Aristides escoge entre tres puntos de producción artesanal de arcilla: El Naranjal del Valle de Antón, La Peña de Santiago de Veraguas, y La Arena de Chitré, por ser la más activa a nivel comercial, anotándonos las siguientes consideraciones: ‘En cada país, que usted visita, la artesanía es una síntesis de expresiones artísticas populares y habilidad de sus artesanos, ellos exaltan la esencia de su cultura de pertenencia. He notado que muchas de nuestras producciones representan a los personajes de Walt Disney, de figuras mejicanas, de animales ya representados en otros países, más pocas veces toman referencias de nuestros modelos originarios'.

Subraya: ‘Nuestro país cuenta con una vasta iconografía popular, proveniente de los cuentos tradicionales, imágenes frutos de la y sus manes' sabiduría popular, un pasado muy rico herencia del periodo prehispánico, que tal vez no comprendemos o no han sido considerados en sus justas medidas'.
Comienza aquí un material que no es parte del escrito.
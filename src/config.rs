//! Configuration management for the ingester.
//!
//! Values come from `~/.stellaris-stats/config.toml` (or an explicit path), then
//! `STELLARIS_STATS_*` environment variables override individual fields.

use std::env;
use std::path::{Path, PathBuf};
use std::time::Duration;

use serde::{Deserialize, Serialize};

use crate::error::Error;

/// Global ingester configuration.
#[derive(Debug, Clone, Serialize, Deserialize)]
pub struct Config {
    #[serde(default)]
    pub parser: ParserConfig,

    #[serde(default)]
    pub database: DatabaseConfig,

    #[serde(default)]
    pub events: EventsConfig,

    #[serde(default = "default_log_level")]
    pub log_level: String,
}

impl Default for Config {
    fn default() -> Self {
        Self {
            parser: ParserConfig::default(),
            database: DatabaseConfig::default(),
            events: EventsConfig::default(),
            log_level: default_log_level(),
        }
    }
}

#[derive(Debug, Clone, Serialize, Deserialize)]
pub struct ParserConfig {
    /// Directory holding one sub-directory per save.
    #[serde(default = "default_data_dir")]
    pub data_dir: PathBuf,

    /// Archive file name inside each save directory.
    #[serde(default = "default_save_file_name")]
    pub save_file_name: String,

    /// Polling interval in milliseconds.
    #[serde(default = "default_interval_ms")]
    pub interval_ms: u64,
}

impl Default for ParserConfig {
    fn default() -> Self {
        Self {
            data_dir: default_data_dir(),
            save_file_name: default_save_file_name(),
            interval_ms: default_interval_ms(),
        }
    }
}

#[derive(Debug, Clone, Serialize, Deserialize)]
pub struct DatabaseConfig {
    #[serde(default = "default_db_path")]
    pub path: PathBuf,
}

impl Default for DatabaseConfig {
    fn default() -> Self {
        Self {
            path: default_db_path(),
        }
    }
}

#[derive(Debug, Clone, Serialize, Deserialize)]
pub struct EventsConfig {
    /// Unix socket of the event relay. Events are only logged when unset.
    #[serde(default)]
    pub socket_path: Option<String>,

    #[serde(default = "default_topic")]
    pub topic: String,
}

impl Default for EventsConfig {
    fn default() -> Self {
        Self {
            socket_path: None,
            topic: default_topic(),
        }
    }
}

fn default_data_dir() -> PathBuf {
    PathBuf::from("/stellaris-data")
}

fn default_save_file_name() -> String {
    "ironman.sav".to_string()
}

fn default_interval_ms() -> u64 {
    5_000
}

fn default_db_path() -> PathBuf {
    Config::global_dir().join("stellaris-stats.db")
}

fn default_topic() -> String {
    "GAMESTATE_CREATED".to_string()
}

fn default_log_level() -> String {
    "info".to_string()
}

impl Config {
    /// Load config from an explicit path, or `~/.stellaris-stats/config.toml`,
    /// then apply environment overrides.
    pub fn load(path: Option<&Path>) -> Result<Self, Error> {
        let path = path.map(Path::to_path_buf).unwrap_or_else(Self::path);
        let mut config = if path.exists() {
            let content = std::fs::read_to_string(&path)?;
            toml::from_str(&content)?
        } else {
            Self::default()
        };
        config.apply_env(|key| env::var(key).ok())?;
        Ok(config)
    }

    /// Apply `STELLARIS_STATS_*` overrides from a variable lookup.
    pub fn apply_env<F>(&mut self, lookup: F) -> Result<(), Error>
    where
        F: Fn(&str) -> Option<String>,
    {
        if let Some(dir) = lookup("STELLARIS_STATS_DATA_DIR") {
            self.parser.data_dir = PathBuf::from(dir);
        }
        if let Some(raw) = lookup("STELLARIS_STATS_PARSER_INTERVAL") {
            self.parser.interval_ms =
                raw.trim().parse().map_err(|_| Error::ConfigValue {
                    key: "STELLARIS_STATS_PARSER_INTERVAL",
                    value: raw.clone(),
                })?;
        }
        if let Some(path) = lookup("STELLARIS_STATS_DB_PATH") {
            self.database.path = PathBuf::from(path);
        }
        if let Some(socket) = lookup("STELLARIS_STATS_EVENT_SOCKET") {
            self.events.socket_path = Some(socket).filter(|s| !s.is_empty());
        }
        if let Some(topic) = lookup("STELLARIS_STATS_EVENT_TOPIC") {
            self.events.topic = topic;
        }
        if let Some(level) = lookup("STELLARIS_STATS_LOG_LEVEL") {
            self.log_level = level;
        }
        Ok(())
    }

    /// Polling interval as a duration.
    pub fn interval(&self) -> Duration {
        Duration::from_millis(self.parser.interval_ms.max(1))
    }

    /// Archive path for a save directory name.
    pub fn save_path(&self, save_name: &str) -> PathBuf {
        self.parser
            .data_dir
            .join(save_name)
            .join(&self.parser.save_file_name)
    }

    /// Path to global directory (~/.stellaris-stats/)
    pub fn global_dir() -> PathBuf {
        dirs::home_dir()
            .unwrap_or_else(|| PathBuf::from("."))
            .join(".stellaris-stats")
    }

    /// Path to config file
    pub fn path() -> PathBuf {
        Self::global_dir().join("config.toml")
    }
}
//! Database schema for saves, snapshots and extracted tables.

use rusqlite::{Connection, Result, Row};

use crate::error::Error;

/// Numeric resource columns of `budget_entry`, in column order.
pub const BUDGET_RESOURCE_COLUMNS: [&str; 20] = [
    "alloys",
    "astral_threads",
    "consumer_goods",
    "energy",
    "engineering_research",
    "exotic_gases",
    "food",
    "influence",
    "minerals",
    "minor_artifacts",
    "nanites",
    "physics_research",
    "rare_crystals",
    "society_research",
    "sr_dark_matter",
    "sr_living_metal",
    "sr_zro",
    "trade",
    "unity",
    "volatile_motes",
];

/// Tables holding rows extracted from one gamestate.
pub const EXTRACTED_TABLES: [&str; 7] = [
    "budget_category",
    "budget_entry",
    "planet_coordinate",
    "empire",
    "empire_planet",
    "diplomatic_relation",
    "opinion_modifier",
];

/// Initialize database with all tables.
pub fn init_db(conn: &Connection) -> Result<(), Error> {
    conn.execute_batch("PRAGMA foreign_keys = ON;")?;

    conn.execute_batch(
        r#"
        CREATE TABLE IF NOT EXISTS save (
            save_id   INTEGER PRIMARY KEY AUTOINCREMENT,
            filename  TEXT NOT NULL UNIQUE,
            name      TEXT NOT NULL
        );

        CREATE TABLE IF NOT EXISTS gamestate (
            gamestate_id  INTEGER PRIMARY KEY AUTOINCREMENT,
            save_id       INTEGER NOT NULL,
            date          TEXT NOT NULL,
            data          TEXT NOT NULL,
            created_at    TEXT NOT NULL,
            FOREIGN KEY (save_id) REFERENCES save(save_id)
        );

        CREATE INDEX IF NOT EXISTS idx_gamestate_save_date ON gamestate(save_id, date);
        "#,
    )?;

    conn.execute_batch(
        r#"
        CREATE TABLE IF NOT EXISTS budget_entry (
            budget_entry_id       INTEGER PRIMARY KEY AUTOINCREMENT,
            alloys                REAL,
            astral_threads        REAL,
            consumer_goods        REAL,
            energy                REAL,
            engineering_research  REAL,
            exotic_gases          REAL,
            food                  REAL,
            influence             REAL,
            minerals              REAL,
            minor_artifacts       REAL,
            nanites               REAL,
            physics_research      REAL,
            rare_crystals         REAL,
            society_research      REAL,
            sr_dark_matter        REAL,
            sr_living_metal       REAL,
            sr_zro                REAL,
            trade                 REAL,
            unity                 REAL,
            volatile_motes        REAL
        );

        CREATE TABLE IF NOT EXISTS budget_category (
            gamestate_id     INTEGER NOT NULL,
            category_type    TEXT NOT NULL CHECK (category_type IN ('income', 'expenses', 'balance')),
            category_name    TEXT NOT NULL,
            budget_entry_id  INTEGER NOT NULL,
            PRIMARY KEY (gamestate_id, category_type, category_name),
            FOREIGN KEY (gamestate_id) REFERENCES gamestate(gamestate_id),
            FOREIGN KEY (budget_entry_id) REFERENCES budget_entry(budget_entry_id)
        );
        "#,
    )?;

    conn.execute_batch(
        r#"
        CREATE TABLE IF NOT EXISTS empire (
            gamestate_id             INTEGER NOT NULL,
            country_id               TEXT NOT NULL,
            name                     TEXT NOT NULL,
            is_player                INTEGER NOT NULL DEFAULT 0,
            capital_planet_id        INTEGER,
            owned_planet_count       INTEGER NOT NULL DEFAULT 0,
            controlled_planet_count  INTEGER NOT NULL DEFAULT 0,
            military_power           REAL,
            economy_power            REAL,
            tech_power               REAL,
            PRIMARY KEY (gamestate_id, country_id),
            FOREIGN KEY (gamestate_id) REFERENCES gamestate(gamestate_id)
        );

        CREATE TABLE IF NOT EXISTS planet_coordinate (
            gamestate_id  INTEGER NOT NULL,
            planet_id     INTEGER NOT NULL,
            name          TEXT,
            x             REAL NOT NULL,
            y             REAL NOT NULL,
            system_id     INTEGER,
            PRIMARY KEY (gamestate_id, planet_id),
            FOREIGN KEY (gamestate_id) REFERENCES gamestate(gamestate_id)
        );

        CREATE TABLE IF NOT EXISTS empire_planet (
            gamestate_id  INTEGER NOT NULL,
            country_id    TEXT NOT NULL,
            planet_id     INTEGER NOT NULL,
            PRIMARY KEY (gamestate_id, country_id, planet_id),
            FOREIGN KEY (gamestate_id, country_id) REFERENCES empire(gamestate_id, country_id),
            FOREIGN KEY (gamestate_id, planet_id) REFERENCES planet_coordinate(gamestate_id, planet_id)
        );
        "#,
    )?;

    conn.execute_batch(
        r#"
        CREATE TABLE IF NOT EXISTS diplomatic_relation (
            diplomatic_relation_id  INTEGER PRIMARY KEY AUTOINCREMENT,
            gamestate_id            INTEGER NOT NULL,
            source_country_id       TEXT NOT NULL,
            target_country_id       TEXT NOT NULL,
            opinion                 REAL,
            trust                   REAL,
            threat                  REAL,
            is_hostile              INTEGER NOT NULL DEFAULT 0,
            border_range            REAL,
            has_contact             INTEGER NOT NULL DEFAULT 0,
            has_communications      INTEGER NOT NULL DEFAULT 0,
            UNIQUE (gamestate_id, source_country_id, target_country_id),
            FOREIGN KEY (gamestate_id, source_country_id) REFERENCES empire(gamestate_id, country_id),
            FOREIGN KEY (gamestate_id, target_country_id) REFERENCES empire(gamestate_id, country_id)
        );

        CREATE TABLE IF NOT EXISTS opinion_modifier (
            diplomatic_relation_id  INTEGER NOT NULL,
            modifier_type           TEXT NOT NULL,
            value                   REAL NOT NULL,
            PRIMARY KEY (diplomatic_relation_id, modifier_type),
            FOREIGN KEY (diplomatic_relation_id) REFERENCES diplomatic_relation(diplomatic_relation_id)
        );
        "#,
    )?;

    Ok(())
}

/// Save record.
#[derive(Debug, Clone)]
pub struct SaveRecord {
    pub save_id: i64,
    pub filename: String,
    pub name: String,
}

impl SaveRecord {
    pub fn from_row(row: &Row<'_>) -> Result<Self> {
        Ok(Self {
            save_id: row.get("save_id")?,
            filename: row.get("filename")?,
            name: row.get("name")?,
        })
    }
}

/// Gamestate record without its document.
#[derive(Debug, Clone)]
pub struct GamestateRecord {
    pub gamestate_id: i64,
    pub save_id: i64,
    /// `YYYY-MM-DD`
    pub date: String,
}

impl GamestateRecord {
    pub fn from_row(row: &Row<'_>) -> Result<Self> {
        Ok(Self {
            gamestate_id: row.get("gamestate_id")?,
            save_id: row.get("save_id")?,
            date: row.get("date")?,
        })
    }
}

#[cfg(test)]
mod tests {
    use super::*;

    #[test]
    fn test_init_is_idempotent() {
        let conn = Connection::open_in_memory().unwrap();
        init_db(&conn).unwrap();
        init_db(&conn).unwrap();

        let tables: i64 = conn
            .query_row(
                "SELECT COUNT(*) FROM sqlite_master WHERE type = 'table' AND name NOT LIKE 'sqlite_%'",
                [],
                |row| row.get(0),
            )
            .unwrap();
        assert_eq!(tables, 9);
    }

    #[test]
    fn test_budget_columns_match_table() {
        let conn = Connection::open_in_memory().unwrap();
        init_db(&conn).unwrap();

        let mut stmt = conn.prepare("PRAGMA table_info(budget_entry)").unwrap();
        let columns: Vec<String> = stmt
            .query_map([], |row| row.get::<_, String>("name"))
            .unwrap()
            .collect::<Result<_>>()
            .unwrap();
        let resources: Vec<&str> = columns
            .iter()
            .map(String::as_str)
            .filter(|c| *c != "budget_entry_id")
            .collect();
        assert_eq!(resources, BUDGET_RESOURCE_COLUMNS);
    }
}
Fue así que el maestro incorpora al proyecto de esculturas, al prodigioso artesano José Antonio Batista junto a su taller de La Arena, para crear el puente necesario que funge como una puerta abierta al espacio de concientización sobre la problemática de los conceptos estéticos y el intercambio teórico-técnico.

La unión de dos maestros de disciplinas diversas permitió hacer crecer el proyecto durante 4 meses, enriqueciendo las ideas creadas por Aristides, en todas las fases de realizaciones, dejando una semilla en los talleres de producción artesanal de La Arena, que esperamos puedan desarrollarse en un mañana cercano.

El fruto de esta iniciativa queda a la posteridad, representada en estas hermosas obras, siendo un documento artístico de primaria importancia, donde se han sintetizado elementos de las expresiones de los monolitos del Barú, del Caño, y de las demás culturas prehispánicas, siempre bajo una fusión contemporánea, con el objetivo de enaltecer las memorias artísticas de nuestro pasado, poseedoras de concepciones autónomas y vías alternas que podemos recorrer.

‘Persigo la posibilidad de integrar la riqueza estética de nuestra cultura, como contribución al vasto mundo de la creatividad universal. Somos un país con una cultura cosmopolita que solo necesita expresar la esencia de su ser. Crear una acción que nos haga interrogar sobre nuestra identidad, utilizando nuestros recursos naturales. Contamos con un capital (de personas y naturaleza) al parecer adormecidos por un proceso, que han excluido a muchos personajes, que no hacen parte de las nuevas dinámicas necesarias para el buen desarrollo del país.

Aquí radican parte de las motivaciones que me han estimulado al desarrollo de esta iniciativa', concluye.